## EXERCISE MATERIAL
******************************
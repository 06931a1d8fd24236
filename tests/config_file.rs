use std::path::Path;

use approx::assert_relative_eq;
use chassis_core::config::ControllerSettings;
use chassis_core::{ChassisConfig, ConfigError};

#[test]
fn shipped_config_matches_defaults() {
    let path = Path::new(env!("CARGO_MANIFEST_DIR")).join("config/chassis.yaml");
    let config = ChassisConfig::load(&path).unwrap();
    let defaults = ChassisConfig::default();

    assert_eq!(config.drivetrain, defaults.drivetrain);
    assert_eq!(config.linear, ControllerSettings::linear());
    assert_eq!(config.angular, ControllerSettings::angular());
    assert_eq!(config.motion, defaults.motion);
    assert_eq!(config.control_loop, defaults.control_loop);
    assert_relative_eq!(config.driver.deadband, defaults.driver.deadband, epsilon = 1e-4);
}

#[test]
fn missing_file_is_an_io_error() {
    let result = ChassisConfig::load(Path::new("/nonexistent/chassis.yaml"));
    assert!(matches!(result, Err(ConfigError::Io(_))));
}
******************************
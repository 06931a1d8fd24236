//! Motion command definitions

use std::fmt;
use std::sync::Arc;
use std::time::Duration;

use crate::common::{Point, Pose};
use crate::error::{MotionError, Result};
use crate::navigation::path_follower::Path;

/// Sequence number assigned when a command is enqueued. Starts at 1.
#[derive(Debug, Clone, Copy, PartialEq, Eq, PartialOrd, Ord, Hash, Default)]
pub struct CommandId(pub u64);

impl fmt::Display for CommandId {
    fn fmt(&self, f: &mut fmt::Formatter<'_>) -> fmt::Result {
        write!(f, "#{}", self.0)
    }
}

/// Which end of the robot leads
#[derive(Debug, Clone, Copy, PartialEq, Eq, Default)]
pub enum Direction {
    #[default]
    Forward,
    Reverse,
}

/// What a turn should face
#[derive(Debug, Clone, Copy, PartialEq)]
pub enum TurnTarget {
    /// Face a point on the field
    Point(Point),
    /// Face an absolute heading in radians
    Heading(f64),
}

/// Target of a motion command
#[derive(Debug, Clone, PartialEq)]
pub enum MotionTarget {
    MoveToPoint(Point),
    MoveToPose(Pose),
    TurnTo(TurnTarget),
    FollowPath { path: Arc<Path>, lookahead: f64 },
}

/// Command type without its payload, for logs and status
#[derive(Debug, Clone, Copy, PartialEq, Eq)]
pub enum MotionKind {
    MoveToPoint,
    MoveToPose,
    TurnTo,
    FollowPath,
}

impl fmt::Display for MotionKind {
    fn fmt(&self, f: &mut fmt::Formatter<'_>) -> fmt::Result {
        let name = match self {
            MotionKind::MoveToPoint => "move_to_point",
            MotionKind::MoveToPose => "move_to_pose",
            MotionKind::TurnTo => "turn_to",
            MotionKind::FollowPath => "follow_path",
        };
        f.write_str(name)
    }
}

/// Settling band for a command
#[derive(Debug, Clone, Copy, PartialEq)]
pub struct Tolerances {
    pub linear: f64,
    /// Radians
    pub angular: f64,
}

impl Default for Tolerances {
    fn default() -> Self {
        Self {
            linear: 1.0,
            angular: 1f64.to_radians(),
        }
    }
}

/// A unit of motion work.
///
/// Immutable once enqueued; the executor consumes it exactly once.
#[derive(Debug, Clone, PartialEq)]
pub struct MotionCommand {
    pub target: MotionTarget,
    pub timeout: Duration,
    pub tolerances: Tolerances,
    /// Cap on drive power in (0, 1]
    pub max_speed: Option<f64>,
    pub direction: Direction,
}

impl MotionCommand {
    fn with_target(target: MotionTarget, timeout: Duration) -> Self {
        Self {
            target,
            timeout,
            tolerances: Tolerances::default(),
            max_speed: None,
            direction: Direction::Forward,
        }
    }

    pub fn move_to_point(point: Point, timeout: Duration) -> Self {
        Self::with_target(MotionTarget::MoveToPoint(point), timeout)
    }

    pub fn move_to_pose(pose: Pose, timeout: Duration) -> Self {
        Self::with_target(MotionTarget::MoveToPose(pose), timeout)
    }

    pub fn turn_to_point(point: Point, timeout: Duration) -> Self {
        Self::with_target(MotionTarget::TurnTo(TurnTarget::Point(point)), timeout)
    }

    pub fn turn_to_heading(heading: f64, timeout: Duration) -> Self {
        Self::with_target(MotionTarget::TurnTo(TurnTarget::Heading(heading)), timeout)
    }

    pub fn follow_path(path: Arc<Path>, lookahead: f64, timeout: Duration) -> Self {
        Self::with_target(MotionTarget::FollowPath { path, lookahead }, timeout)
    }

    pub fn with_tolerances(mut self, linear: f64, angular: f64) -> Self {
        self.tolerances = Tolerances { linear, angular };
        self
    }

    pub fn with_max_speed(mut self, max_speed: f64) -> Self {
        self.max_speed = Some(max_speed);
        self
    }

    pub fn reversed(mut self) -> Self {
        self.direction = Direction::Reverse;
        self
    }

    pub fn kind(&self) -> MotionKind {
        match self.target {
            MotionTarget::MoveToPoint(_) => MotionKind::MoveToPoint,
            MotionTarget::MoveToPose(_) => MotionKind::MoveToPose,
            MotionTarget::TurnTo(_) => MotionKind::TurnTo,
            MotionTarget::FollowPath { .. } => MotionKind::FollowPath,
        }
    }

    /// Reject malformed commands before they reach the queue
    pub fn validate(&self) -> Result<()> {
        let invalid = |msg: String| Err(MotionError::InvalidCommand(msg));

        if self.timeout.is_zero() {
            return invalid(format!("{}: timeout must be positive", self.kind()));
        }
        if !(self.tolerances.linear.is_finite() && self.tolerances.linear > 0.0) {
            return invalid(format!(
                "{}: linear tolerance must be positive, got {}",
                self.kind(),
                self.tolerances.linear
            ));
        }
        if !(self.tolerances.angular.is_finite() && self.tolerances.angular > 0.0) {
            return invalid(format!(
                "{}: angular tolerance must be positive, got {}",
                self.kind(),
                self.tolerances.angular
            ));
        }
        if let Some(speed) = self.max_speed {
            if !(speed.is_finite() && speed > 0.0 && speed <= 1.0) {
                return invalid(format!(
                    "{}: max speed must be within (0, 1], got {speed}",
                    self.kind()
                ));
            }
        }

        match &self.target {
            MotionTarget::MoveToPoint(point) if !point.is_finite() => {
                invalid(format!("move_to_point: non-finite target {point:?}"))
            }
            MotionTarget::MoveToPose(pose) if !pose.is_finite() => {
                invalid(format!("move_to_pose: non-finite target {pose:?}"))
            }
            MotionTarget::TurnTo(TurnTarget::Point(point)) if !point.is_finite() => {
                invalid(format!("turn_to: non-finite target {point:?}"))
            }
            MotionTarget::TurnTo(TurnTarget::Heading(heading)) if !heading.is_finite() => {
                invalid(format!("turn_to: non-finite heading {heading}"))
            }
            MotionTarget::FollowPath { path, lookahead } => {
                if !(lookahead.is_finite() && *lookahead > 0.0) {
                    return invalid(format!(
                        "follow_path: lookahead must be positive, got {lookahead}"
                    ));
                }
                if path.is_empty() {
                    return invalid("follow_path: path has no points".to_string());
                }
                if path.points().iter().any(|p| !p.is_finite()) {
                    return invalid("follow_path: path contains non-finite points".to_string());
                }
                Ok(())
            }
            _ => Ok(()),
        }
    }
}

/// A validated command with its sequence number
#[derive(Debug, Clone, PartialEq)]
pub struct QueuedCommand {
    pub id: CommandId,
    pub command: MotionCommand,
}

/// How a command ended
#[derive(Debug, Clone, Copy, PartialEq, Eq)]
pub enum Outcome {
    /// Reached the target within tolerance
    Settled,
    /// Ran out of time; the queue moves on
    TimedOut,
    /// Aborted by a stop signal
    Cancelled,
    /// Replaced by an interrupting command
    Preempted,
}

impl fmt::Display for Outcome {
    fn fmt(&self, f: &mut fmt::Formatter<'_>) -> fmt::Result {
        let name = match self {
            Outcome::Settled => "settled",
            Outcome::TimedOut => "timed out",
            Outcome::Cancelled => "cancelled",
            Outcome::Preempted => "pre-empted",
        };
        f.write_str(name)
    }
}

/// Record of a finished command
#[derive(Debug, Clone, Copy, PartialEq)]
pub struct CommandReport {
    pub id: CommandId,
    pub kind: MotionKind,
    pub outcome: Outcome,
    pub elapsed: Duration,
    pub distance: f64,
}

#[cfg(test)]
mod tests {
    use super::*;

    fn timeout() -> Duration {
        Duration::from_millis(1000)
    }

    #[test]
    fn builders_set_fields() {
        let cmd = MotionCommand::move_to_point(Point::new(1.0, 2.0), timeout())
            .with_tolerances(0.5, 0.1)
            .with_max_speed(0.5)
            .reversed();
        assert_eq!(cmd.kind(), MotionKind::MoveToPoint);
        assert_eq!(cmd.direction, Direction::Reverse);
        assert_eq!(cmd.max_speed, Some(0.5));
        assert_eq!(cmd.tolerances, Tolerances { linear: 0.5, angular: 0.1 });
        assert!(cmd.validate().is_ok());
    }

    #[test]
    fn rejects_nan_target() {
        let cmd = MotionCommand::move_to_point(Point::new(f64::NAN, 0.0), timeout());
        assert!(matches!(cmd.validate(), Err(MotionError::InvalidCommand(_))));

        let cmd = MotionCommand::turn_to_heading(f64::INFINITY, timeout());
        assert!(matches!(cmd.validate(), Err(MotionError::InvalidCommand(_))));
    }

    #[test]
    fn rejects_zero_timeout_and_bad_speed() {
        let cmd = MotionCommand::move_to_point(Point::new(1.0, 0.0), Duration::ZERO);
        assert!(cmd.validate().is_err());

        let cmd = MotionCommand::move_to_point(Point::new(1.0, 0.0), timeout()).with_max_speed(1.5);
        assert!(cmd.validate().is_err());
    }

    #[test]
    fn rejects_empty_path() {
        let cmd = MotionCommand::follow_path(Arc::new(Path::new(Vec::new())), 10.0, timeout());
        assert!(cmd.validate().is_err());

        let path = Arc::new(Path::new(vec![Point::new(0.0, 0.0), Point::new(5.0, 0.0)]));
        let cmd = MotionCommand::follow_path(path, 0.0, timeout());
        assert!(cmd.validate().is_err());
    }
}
******************************
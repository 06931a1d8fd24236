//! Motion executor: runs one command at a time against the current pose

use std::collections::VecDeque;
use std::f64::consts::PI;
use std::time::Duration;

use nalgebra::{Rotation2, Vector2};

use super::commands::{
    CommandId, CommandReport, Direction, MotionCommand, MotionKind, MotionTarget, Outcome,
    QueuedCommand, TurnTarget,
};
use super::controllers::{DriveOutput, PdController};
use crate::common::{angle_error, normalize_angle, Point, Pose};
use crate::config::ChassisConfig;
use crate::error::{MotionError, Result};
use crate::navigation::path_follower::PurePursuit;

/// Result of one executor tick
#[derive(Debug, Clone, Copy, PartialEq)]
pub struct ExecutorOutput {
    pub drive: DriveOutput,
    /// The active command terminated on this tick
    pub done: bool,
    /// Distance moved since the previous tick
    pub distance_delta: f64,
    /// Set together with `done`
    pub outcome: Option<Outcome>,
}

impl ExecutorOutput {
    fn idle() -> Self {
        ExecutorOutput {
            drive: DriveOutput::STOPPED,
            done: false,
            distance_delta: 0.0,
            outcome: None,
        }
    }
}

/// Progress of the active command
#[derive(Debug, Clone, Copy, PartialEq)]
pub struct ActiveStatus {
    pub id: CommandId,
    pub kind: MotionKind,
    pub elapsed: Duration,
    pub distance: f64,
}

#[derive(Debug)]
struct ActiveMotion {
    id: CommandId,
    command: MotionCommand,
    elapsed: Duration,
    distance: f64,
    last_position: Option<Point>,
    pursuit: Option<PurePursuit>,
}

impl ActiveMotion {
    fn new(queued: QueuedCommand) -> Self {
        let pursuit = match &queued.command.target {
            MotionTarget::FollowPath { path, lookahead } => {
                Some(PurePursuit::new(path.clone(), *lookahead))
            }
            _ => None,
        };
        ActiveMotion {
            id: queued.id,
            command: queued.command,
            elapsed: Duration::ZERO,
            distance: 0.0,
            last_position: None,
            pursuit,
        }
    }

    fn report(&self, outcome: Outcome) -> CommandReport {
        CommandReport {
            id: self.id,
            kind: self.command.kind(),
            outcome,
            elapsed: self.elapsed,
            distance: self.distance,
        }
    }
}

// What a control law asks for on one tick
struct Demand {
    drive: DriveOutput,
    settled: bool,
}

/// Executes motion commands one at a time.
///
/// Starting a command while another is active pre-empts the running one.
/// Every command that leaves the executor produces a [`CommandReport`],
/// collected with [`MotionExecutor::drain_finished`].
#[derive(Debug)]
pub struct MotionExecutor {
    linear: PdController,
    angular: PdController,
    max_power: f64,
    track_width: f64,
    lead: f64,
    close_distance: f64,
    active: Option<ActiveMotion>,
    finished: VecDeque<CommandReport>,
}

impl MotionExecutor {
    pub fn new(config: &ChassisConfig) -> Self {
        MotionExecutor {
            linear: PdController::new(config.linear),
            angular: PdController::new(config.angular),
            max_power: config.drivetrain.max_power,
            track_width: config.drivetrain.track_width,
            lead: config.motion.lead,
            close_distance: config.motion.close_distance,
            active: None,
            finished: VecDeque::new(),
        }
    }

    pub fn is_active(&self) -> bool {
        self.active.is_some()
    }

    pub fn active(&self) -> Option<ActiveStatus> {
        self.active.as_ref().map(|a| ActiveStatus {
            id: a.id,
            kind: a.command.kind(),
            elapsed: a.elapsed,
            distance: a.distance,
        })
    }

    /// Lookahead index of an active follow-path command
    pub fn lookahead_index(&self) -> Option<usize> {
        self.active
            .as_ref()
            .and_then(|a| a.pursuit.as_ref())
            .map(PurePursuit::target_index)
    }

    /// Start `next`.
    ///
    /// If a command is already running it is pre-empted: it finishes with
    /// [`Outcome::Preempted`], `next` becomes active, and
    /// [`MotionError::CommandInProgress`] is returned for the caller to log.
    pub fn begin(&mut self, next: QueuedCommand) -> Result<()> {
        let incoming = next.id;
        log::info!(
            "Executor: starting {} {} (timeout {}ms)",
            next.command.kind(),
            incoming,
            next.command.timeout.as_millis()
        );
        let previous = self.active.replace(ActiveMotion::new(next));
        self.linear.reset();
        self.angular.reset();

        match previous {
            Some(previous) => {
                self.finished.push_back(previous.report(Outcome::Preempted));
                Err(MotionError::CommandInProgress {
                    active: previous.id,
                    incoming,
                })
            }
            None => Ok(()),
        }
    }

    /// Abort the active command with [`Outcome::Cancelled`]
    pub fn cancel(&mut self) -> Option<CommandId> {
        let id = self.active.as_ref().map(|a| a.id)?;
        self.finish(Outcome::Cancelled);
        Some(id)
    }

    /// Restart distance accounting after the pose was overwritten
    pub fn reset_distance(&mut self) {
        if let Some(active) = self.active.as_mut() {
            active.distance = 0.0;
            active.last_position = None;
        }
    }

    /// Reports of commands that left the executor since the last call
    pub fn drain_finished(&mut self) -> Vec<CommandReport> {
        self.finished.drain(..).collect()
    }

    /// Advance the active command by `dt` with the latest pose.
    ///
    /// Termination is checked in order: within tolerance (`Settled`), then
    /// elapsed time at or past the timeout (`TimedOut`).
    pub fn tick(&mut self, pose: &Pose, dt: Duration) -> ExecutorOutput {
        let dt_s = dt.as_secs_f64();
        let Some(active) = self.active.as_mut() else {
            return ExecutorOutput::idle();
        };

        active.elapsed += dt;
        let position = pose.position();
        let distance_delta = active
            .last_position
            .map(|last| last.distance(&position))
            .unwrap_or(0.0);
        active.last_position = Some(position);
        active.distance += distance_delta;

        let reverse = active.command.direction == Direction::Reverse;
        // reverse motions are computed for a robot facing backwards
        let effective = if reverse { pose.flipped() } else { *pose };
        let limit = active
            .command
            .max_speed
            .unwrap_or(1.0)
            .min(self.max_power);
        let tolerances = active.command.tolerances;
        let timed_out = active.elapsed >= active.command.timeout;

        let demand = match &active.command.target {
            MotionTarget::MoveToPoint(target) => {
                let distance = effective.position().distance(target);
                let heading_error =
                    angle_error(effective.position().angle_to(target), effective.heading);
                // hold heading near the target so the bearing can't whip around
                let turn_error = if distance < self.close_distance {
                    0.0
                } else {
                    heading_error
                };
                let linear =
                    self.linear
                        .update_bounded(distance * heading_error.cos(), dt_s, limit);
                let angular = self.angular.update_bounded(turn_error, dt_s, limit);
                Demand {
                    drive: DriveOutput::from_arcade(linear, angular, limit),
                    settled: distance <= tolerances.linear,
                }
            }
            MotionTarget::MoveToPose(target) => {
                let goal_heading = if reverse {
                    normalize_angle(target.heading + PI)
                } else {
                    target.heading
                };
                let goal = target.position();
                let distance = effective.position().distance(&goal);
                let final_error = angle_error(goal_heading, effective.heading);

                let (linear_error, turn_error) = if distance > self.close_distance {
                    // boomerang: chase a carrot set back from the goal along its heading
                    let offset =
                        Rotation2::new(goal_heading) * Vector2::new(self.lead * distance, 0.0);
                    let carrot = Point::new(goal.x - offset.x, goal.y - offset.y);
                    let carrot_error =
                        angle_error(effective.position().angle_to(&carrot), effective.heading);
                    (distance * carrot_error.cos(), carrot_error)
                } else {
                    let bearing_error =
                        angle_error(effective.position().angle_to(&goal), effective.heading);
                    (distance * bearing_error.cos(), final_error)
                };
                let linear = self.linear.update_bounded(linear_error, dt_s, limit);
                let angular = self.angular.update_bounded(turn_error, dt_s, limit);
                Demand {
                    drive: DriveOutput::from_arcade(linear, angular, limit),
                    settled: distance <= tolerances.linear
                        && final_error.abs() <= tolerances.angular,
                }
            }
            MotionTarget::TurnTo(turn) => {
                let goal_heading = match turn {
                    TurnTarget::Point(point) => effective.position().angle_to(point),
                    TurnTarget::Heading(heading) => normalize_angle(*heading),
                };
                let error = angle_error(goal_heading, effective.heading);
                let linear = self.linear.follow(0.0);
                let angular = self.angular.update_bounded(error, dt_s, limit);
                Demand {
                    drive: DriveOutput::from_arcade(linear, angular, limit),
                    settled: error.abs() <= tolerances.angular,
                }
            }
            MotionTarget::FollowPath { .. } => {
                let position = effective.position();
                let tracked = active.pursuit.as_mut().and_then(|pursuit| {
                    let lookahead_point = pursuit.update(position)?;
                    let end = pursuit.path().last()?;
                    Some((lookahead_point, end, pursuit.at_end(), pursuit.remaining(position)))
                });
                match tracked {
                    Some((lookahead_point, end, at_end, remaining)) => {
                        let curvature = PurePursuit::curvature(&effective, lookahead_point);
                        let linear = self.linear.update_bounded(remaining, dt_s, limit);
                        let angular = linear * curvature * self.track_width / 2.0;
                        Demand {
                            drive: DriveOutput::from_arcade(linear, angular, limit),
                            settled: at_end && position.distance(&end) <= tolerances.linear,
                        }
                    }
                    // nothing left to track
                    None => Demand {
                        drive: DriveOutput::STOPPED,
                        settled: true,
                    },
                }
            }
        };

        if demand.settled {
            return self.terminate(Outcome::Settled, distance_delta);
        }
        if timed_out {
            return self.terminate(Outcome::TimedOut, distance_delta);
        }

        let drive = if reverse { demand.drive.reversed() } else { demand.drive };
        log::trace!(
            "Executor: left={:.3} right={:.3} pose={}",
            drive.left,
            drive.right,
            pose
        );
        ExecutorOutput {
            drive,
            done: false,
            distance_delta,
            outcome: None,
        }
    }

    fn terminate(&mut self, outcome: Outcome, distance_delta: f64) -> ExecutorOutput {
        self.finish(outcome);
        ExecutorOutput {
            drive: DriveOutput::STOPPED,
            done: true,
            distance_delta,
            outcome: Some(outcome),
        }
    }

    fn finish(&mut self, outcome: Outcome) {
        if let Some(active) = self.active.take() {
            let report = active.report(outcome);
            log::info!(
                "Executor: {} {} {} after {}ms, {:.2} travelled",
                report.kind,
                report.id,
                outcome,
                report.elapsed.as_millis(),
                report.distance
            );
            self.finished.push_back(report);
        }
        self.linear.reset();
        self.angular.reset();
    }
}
******************************
## PROBLEM REQUIREMENTS
Only a number is wanted here: the tally of lines in the entries that include the word "TurnTarget".

## THE COMPLETED TASK
9